Field	Required	Meaning
`expected_tool`	yes	The tool the model is supposed to call. A run "selects" it when the name appears in any `tool_calls[].name`.
`min_selection_rate`	yes	The minimum fraction of runs (0.0 to 1.0) that must select the tool.
`max_total_tokens`	no	A per-run cap on `conversation.tokens.total`. Omit it for no token budget.

The floor is independent of the per-run expect: block. You can use both: expect: asserts the shape of any one run, tool_selection: asserts the behavior across all of them.

What pass^k measures

The aggregation reports three numbers per (agent, model) pair:

selection rate: selected / runs. How often the model reached for the expected tool, ignoring cost.
pass^k: the fraction of runs that BOTH selected the tool AND stayed within the token budget. This is the headline metric. A run that picks the right tool but blows the budget does not count toward pass^k, because correctness bought with an unbounded budget is not correctness you can rely on.
max tokens: the largest conversation.tokens.total seen across the runs, so a single expensive outlier is visible.

The CLI prints these as a single cost-vs-accuracy line per pair:

tool-selection floor [PASS] weather selection: selection 9/10 (90%), pass^k 90%, max tokens 1840

How the gate fails the run

The floor passes when the selection rate meets min_selection_rate AND every run stayed within max_total_tokens (when set). The budget check is all-or-nothing: one run over the cap fails the floor even at a 100% selection rate, because that run proves the model can exceed the budget.

When a floor is not met, mcptest run exits with code 1, the same code a failing test returns. A floor breach is a failing outcome, not a configuration or budget error, so it reuses the test-failure code rather than minting a new one. This mirrors how --coverage-threshold gates: the CLI computes the metric, prints it, and returns a non-zero exit on violation. The gate only fires when a tool_selection: block is present; agent tests without one are unaffected.

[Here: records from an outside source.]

//! Встроенные конвертеры: байты, метки времени, даты, множества,
//! очереди, упорядоченные словари и числовые массивы.
//!
//! Составные конвертеры (set, deque, omap, ndarray) сами рекурсивно
//! прогоняют свои элементы через движок, поэтому вложенные
//! типизированные значения внутри них кодируются и восстанавливаются
//! как обычно.

use std::collections::{BTreeSet, VecDeque};

use chrono::{DateTime, NaiveDate, NaiveDateTime, Utc};
use serde_json::{Number, Value as JsonValue};

use super::{
    registry::{Converter, RegistryBuilder},
    type_ids::{
        TYPE_BYTES, TYPE_DATE, TYPE_DATETIME, TYPE_DEQUE, TYPE_NDARRAY, TYPE_OMAP, TYPE_SET,
    },
    JsonCodec,
};
use crate::{
    error::{CodecError, CodecResult},
    value::{NumArray, OrderedMap, Value},
};

/// Регистрирует все встроенные конвертеры.
pub(super) fn register_builtins(builder: RegistryBuilder) -> RegistryBuilder {
    builder
        .register(BytesConverter)
        .register(DateTimeConverter)
        .register(DateConverter)
        .register(SetConverter)
        .register(DequeConverter)
        .register(OmapConverter)
        .register(NdArrayConverter)
}

fn mismatch(expected: &'static str, got: &Value) -> CodecError {
    CodecError::TypeMismatch {
        expected,
        actual: got.type_name(),
    }
}

/// Байтовый буфер <-> base64-текст.
pub struct BytesConverter;

impl Converter for BytesConverter {
    fn type_id(&self) -> &str {
        TYPE_BYTES
    }

    fn encode(&self, _codec: &JsonCodec, value: &Value) -> CodecResult<JsonValue> {
        match value {
            Value::Bytes(b) => Ok(JsonValue::String(base64::encode(b))),
            other => Err(mismatch("bytes", other)),
        }
    }

    fn decode(&self, _codec: &JsonCodec, payload: Value) -> CodecResult<Value> {
        match payload {
            Value::Str(s) => base64::decode(&s)
                .map(Value::Bytes)
                .map_err(|e| CodecError::TypeMismatch {
                    expected: "base64 text",
                    actual: e.to_string(),
                }),
            other => Err(mismatch("base64 text", &other)),
        }
    }
}

/// Метка времени <-> RFC 3339-текст.
pub struct DateTimeConverter;

impl Converter for DateTimeConverter {
    fn type_id(&self) -> &str {
        TYPE_DATETIME
    }

    fn encode(&self, _codec: &JsonCodec, value: &Value) -> CodecResult<JsonValue> {
        match value {
            Value::DateTime(dt) => Ok(JsonValue::String(dt.to_rfc3339())),
            other => Err(mismatch("datetime", other)),
        }
    }

    fn decode(&self, _codec: &JsonCodec, payload: Value) -> CodecResult<Value> {
        match payload {
            Value::Str(s) => parse_datetime(&s).map(Value::DateTime),
            other => Err(mismatch("ISO-8601 text", &other)),
        }
    }
}

/// Разбирает RFC 3339; наивные метки без зоны считаются UTC.
fn parse_datetime(s: &str) -> CodecResult<DateTime<Utc>> {
    if let Ok(dt) = DateTime::parse_from_rfc3339(s) {
        return Ok(dt.with_timezone(&Utc));
    }
    NaiveDateTime::parse_from_str(s, "%Y-%m-%dT%H:%M:%S%.f")
        .map(|naive| naive.and_utc())
        .map_err(|e| CodecError::TypeMismatch {
            expected: "ISO-8601 text",
            actual: format!("'{s}' ({e})"),
        })
}

/// Календарная дата <-> `YYYY-MM-DD`.
pub struct DateConverter;

impl Converter for DateConverter {
    fn type_id(&self) -> &str {
        TYPE_DATE
    }

    fn encode(&self, _codec: &JsonCodec, value: &Value) -> CodecResult<JsonValue> {
        match value {
            Value::Date(d) => Ok(JsonValue::String(d.format("%Y-%m-%d").to_string())),
            other => Err(mismatch("date", other)),
        }
    }

    fn decode(&self, _codec: &JsonCodec, payload: Value) -> CodecResult<Value> {
        match payload {
            Value::Str(s) => NaiveDate::parse_from_str(&s, "%Y-%m-%d")
                .map(Value::Date)
                .map_err(|e| CodecError::TypeMismatch {
                    expected: "YYYY-MM-DD text",
                    actual: format!("'{s}' ({e})"),
                }),
            other => Err(mismatch("YYYY-MM-DD text", &other)),
        }
    }
}

/// Множество <-> список членов.
pub struct SetConverter;

impl Converter for SetConverter {
    fn type_id(&self) -> &str {
        TYPE_SET
    }

    fn encode(&self, codec: &JsonCodec, value: &Value) -> CodecResult<JsonValue> {
        match value {
            Value::Set(set) => {
                let items = set
                    .iter()
                    .map(|member| codec.to_encoded(member))
                    .collect::<CodecResult<Vec<_>>>()?;
                Ok(JsonValue::Array(items))
            }
            other => Err(mismatch("set", other)),
        }
    }

    fn decode(&self, _codec: &JsonCodec, payload: Value) -> CodecResult<Value> {
        match payload {
            Value::List(items) => Ok(Value::Set(items.into_iter().collect::<BTreeSet<_>>())),
            other => Err(mismatch("list of members", &other)),
        }
    }
}

/// Двусторонняя очередь <-> список элементов (от головы к хвосту).
pub struct DequeConverter;

impl Converter for DequeConverter {
    fn type_id(&self) -> &str {
        TYPE_DEQUE
    }

    fn encode(&self, codec: &JsonCodec, value: &Value) -> CodecResult<JsonValue> {
        match value {
            Value::Deque(q) => {
                let items = q
                    .iter()
                    .map(|item| codec.to_encoded(item))
                    .collect::<CodecResult<Vec<_>>>()?;
                Ok(JsonValue::Array(items))
            }
            other => Err(mismatch("deque", other)),
        }
    }

    fn decode(&self, _codec: &JsonCodec, payload: Value) -> CodecResult<Value> {
        match payload {
            Value::List(items) => Ok(Value::Deque(items.into_iter().collect::<VecDeque<_>>())),
            other => Err(mismatch("list of elements", &other)),
        }
    }
}

/// Упорядоченный словарь <-> список пар `[ключ, значение]`.
pub struct OmapConverter;

impl Converter for OmapConverter {
    fn type_id(&self) -> &str {
        TYPE_OMAP
    }

    fn encode(&self, codec: &JsonCodec, value: &Value) -> CodecResult<JsonValue> {
        match value {
            Value::OrderedMap(map) => {
                let pairs = map
                    .iter()
                    .map(|(k, v)| {
                        Ok(JsonValue::Array(vec![
                            JsonValue::String(k.to_string()),
                            codec.to_encoded(v)?,
                        ]))
                    })
                    .collect::<CodecResult<Vec<_>>>()?;
                Ok(JsonValue::Array(pairs))
            }
            other => Err(mismatch("omap", other)),
        }
    }

    fn decode(&self, _codec: &JsonCodec, payload: Value) -> CodecResult<Value> {
        let items = match payload {
            Value::List(items) => items,
            other => return Err(mismatch("list of [key, value] pairs", &other)),
        };
        let mut map = OrderedMap::new();
        for pair in items {
            match pair {
                Value::List(mut kv) if kv.len() == 2 => {
                    let v = kv.pop().unwrap_or(Value::Null);
                    match kv.pop() {
                        Some(Value::Str(k)) => {
                            map.insert(k, v);
                        }
                        other => {
                            return Err(mismatch(
                                "string key in [key, value] pair",
                                &other.unwrap_or(Value::Null),
                            ))
                        }
                    }
                }
                other => return Err(mismatch("[key, value] pair", &other)),
            }
        }
        Ok(Value::OrderedMap(map))
    }
}

/// Числовой массив <-> вложенные списки.
pub struct NdArrayConverter;

impl Converter for NdArrayConverter {
    fn type_id(&self) -> &str {
        TYPE_NDARRAY
    }

    fn encode(&self, _codec: &JsonCodec, value: &Value) -> CodecResult<JsonValue> {
        match value {
            Value::Array(arr) => nest(arr.shape(), arr.data()),
            other => Err(mismatch("ndarray", other)),
        }
    }

    fn decode(&self, _codec: &JsonCodec, payload: Value) -> CodecResult<Value> {
        let mut shape = Vec::new();
        infer_shape(&payload, &mut shape);
        let mut data = Vec::new();
        flatten(&payload, 0, &shape, &mut data)?;
        NumArray::new(shape, data)
            .map(Value::Array)
            .ok_or_else(ragged)
    }
}

/// Сворачивает плоские данные во вложенные JSON-списки по форме.
fn nest(shape: &[usize], data: &[f64]) -> CodecResult<JsonValue> {
    if shape.is_empty() {
        // Нульмерный массив: скалярная нагрузка.
        return number(data[0]);
    }
    if shape.len() == 1 {
        let items = data.iter().map(|f| number(*f)).collect::<CodecResult<Vec<_>>>()?;
        return Ok(JsonValue::Array(items));
    }
    let stride: usize = shape[1..].iter().product();
    if stride == 0 {
        // Нулевая внутренняя ось: данных нет, но структура вложенных
        // пустых списков сохраняется.
        let empty = nest(&shape[1..], &[])?;
        return Ok(JsonValue::Array(vec![empty; shape[0]]));
    }
    let items = data
        .chunks(stride)
        .map(|chunk| nest(&shape[1..], chunk))
        .collect::<CodecResult<Vec<_>>>()?;
    Ok(JsonValue::Array(items))
}

fn number(f: f64) -> CodecResult<JsonValue> {
    Number::from_f64(f)
        .map(JsonValue::Number)
        .ok_or(CodecError::NonFiniteFloat(f))
}

fn ragged() -> CodecError {
    CodecError::TypeMismatch {
        expected: "rectangular numeric array",
        actual: "ragged nested lists".to_string(),
    }
}

/// Выводит форму по цепочке первых элементов.
fn infer_shape(value: &Value, shape: &mut Vec<usize>) {
    if let Value::List(items) = value {
        shape.push(items.len());
        if let Some(first) = items.first() {
            infer_shape(first, shape);
        }
    }
}

/// Разбирает вложенные списки в плоские данные, строго сверяя каждую
/// ветвь с выведенной формой. Рваные списки отбраковываются.
fn flatten(value: &Value, depth: usize, shape: &[usize], data: &mut Vec<f64>) -> CodecResult<()> {
    match value {
        Value::List(items) => {
            if depth >= shape.len() || items.len() != shape[depth] {
                return Err(ragged());
            }
            for item in items {
                flatten(item, depth + 1, shape, data)?;
            }
            Ok(())
        }
        Value::Int(i) => {
            if depth != shape.len() {
                return Err(ragged());
            }
            data.push(*i as f64);
            Ok(())
        }
        Value::Float(f) => {
            if depth != shape.len() {
                return Err(ragged());
            }
            data.push(*f);
            Ok(())
        }
        other => Err(mismatch("number or nested list", other)),
    }
}

#[cfg(test)]
mod tests {
    use chrono::TimeZone;

    use super::*;

    #[test]
    fn test_bytes_roundtrip() {
        let codec = JsonCodec::new();
        let conv = BytesConverter;
        let payload = conv
            .encode(&codec, &Value::Bytes(b"hello".to_vec()))
            .unwrap();
        assert_eq!(payload, JsonValue::String("aGVsbG8=".to_string()));
        let back = conv
            .decode(&codec, Value::Str("aGVsbG8=".to_string()))
            .unwrap();
        assert_eq!(back, Value::Bytes(b"hello".to_vec()));
    }

    #[test]
    fn test_bytes_rejects_bad_base64() {
        let codec = JsonCodec::new();
        let err = BytesConverter
            .decode(&codec, Value::Str("!!!".to_string()))
            .unwrap_err();
        assert!(matches!(err, CodecError::TypeMismatch { .. }));
    }

    /// Тест проверяет разбор наивной метки времени без зоны.
    #[test]
    fn test_datetime_naive_fallback() {
        let parsed = parse_datetime("2020-05-01T12:30:00.250").unwrap();
        let expected = Utc.with_ymd_and_hms(2020, 5, 1, 12, 30, 0).unwrap()
            + chrono::Duration::milliseconds(250);
        assert_eq!(parsed, expected);
    }

    #[test]
    fn test_datetime_rfc3339_roundtrip() {
        let dt = Utc.with_ymd_and_hms(2021, 1, 2, 3, 4, 5).unwrap();
        let codec = JsonCodec::new();
        let payload = DateTimeConverter
            .encode(&codec, &Value::DateTime(dt))
            .unwrap();
        let back = match payload {
            JsonValue::String(s) => parse_datetime(&s).unwrap(),
            other => panic!("expected string payload, got {other:?}"),
        };
        assert_eq!(back, dt);
    }

    #[test]
    fn test_ndarray_nested_shape() {
        let arr = NumArray::new(vec![2, 2], vec![1.0, 2.0, 3.0, 4.0]).unwrap();
        let payload = nest(arr.shape(), arr.data()).unwrap();
        assert_eq!(
            payload,
            serde_json::json!([[1.0, 2.0], [3.0, 4.0]])
        );
    }

    /// Тест проверяет, что массив с нулевой внутренней осью кодируется
    /// вложенными пустыми списками, а не аварийно завершает процесс.
    #[test]
    fn test_ndarray_zero_sized_axis() {
        let arr = NumArray::new(vec![2, 0], vec![]).unwrap();
        let payload = nest(arr.shape(), arr.data()).unwrap();
        assert_eq!(payload, serde_json::json!([[], []]));

        let arr = NumArray::new(vec![2, 0, 3], vec![]).unwrap();
        let payload = nest(arr.shape(), arr.data()).unwrap();
        assert_eq!(payload, serde_json::json!([[], []]));
    }

    #[test]
    fn test_ndarray_rejects_ragged_input() {
        let codec = JsonCodec::new();
        let ragged = Value::List(vec![
            Value::List(vec![Value::Int(1), Value::Int(2)]),
            Value::List(vec![Value::Int(3)]),
        ]);
        let err = NdArrayConverter.decode(&codec, ragged).unwrap_err();
        assert!(matches!(err, CodecError::TypeMismatch { .. }));
    }

    #[test]
    fn test_omap_decode_preserves_order() {
        let codec = JsonCodec::new();
        let pairs = Value::List(vec![
            Value::List(vec![Value::Str("b".into()), Value::Int(1)]),
            Value::List(vec![Value::Str("a".into()), Value::Int(2)]),
        ]);
        let decoded = OmapConverter.decode(&codec, pairs).unwrap();
        match decoded {
            Value::OrderedMap(m) => {
                let keys: Vec<&str> = m.keys().collect();
                assert_eq!(keys, vec!["b", "a"]);
            }
            other => panic!("expected omap, got {other:?}"),
        }
    }
}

Current limitation: cassette replay is single-run

Multi-run is a live-dispatch feature today. When a recorded cassette is replayed (mcptest run with a cassette on disk and no --record), the agent test runs once regardless of runs:. Wiring multi-run through the cassette layer (recording and replaying N traces per pair) is a follow-up. For now, use the floor against live models.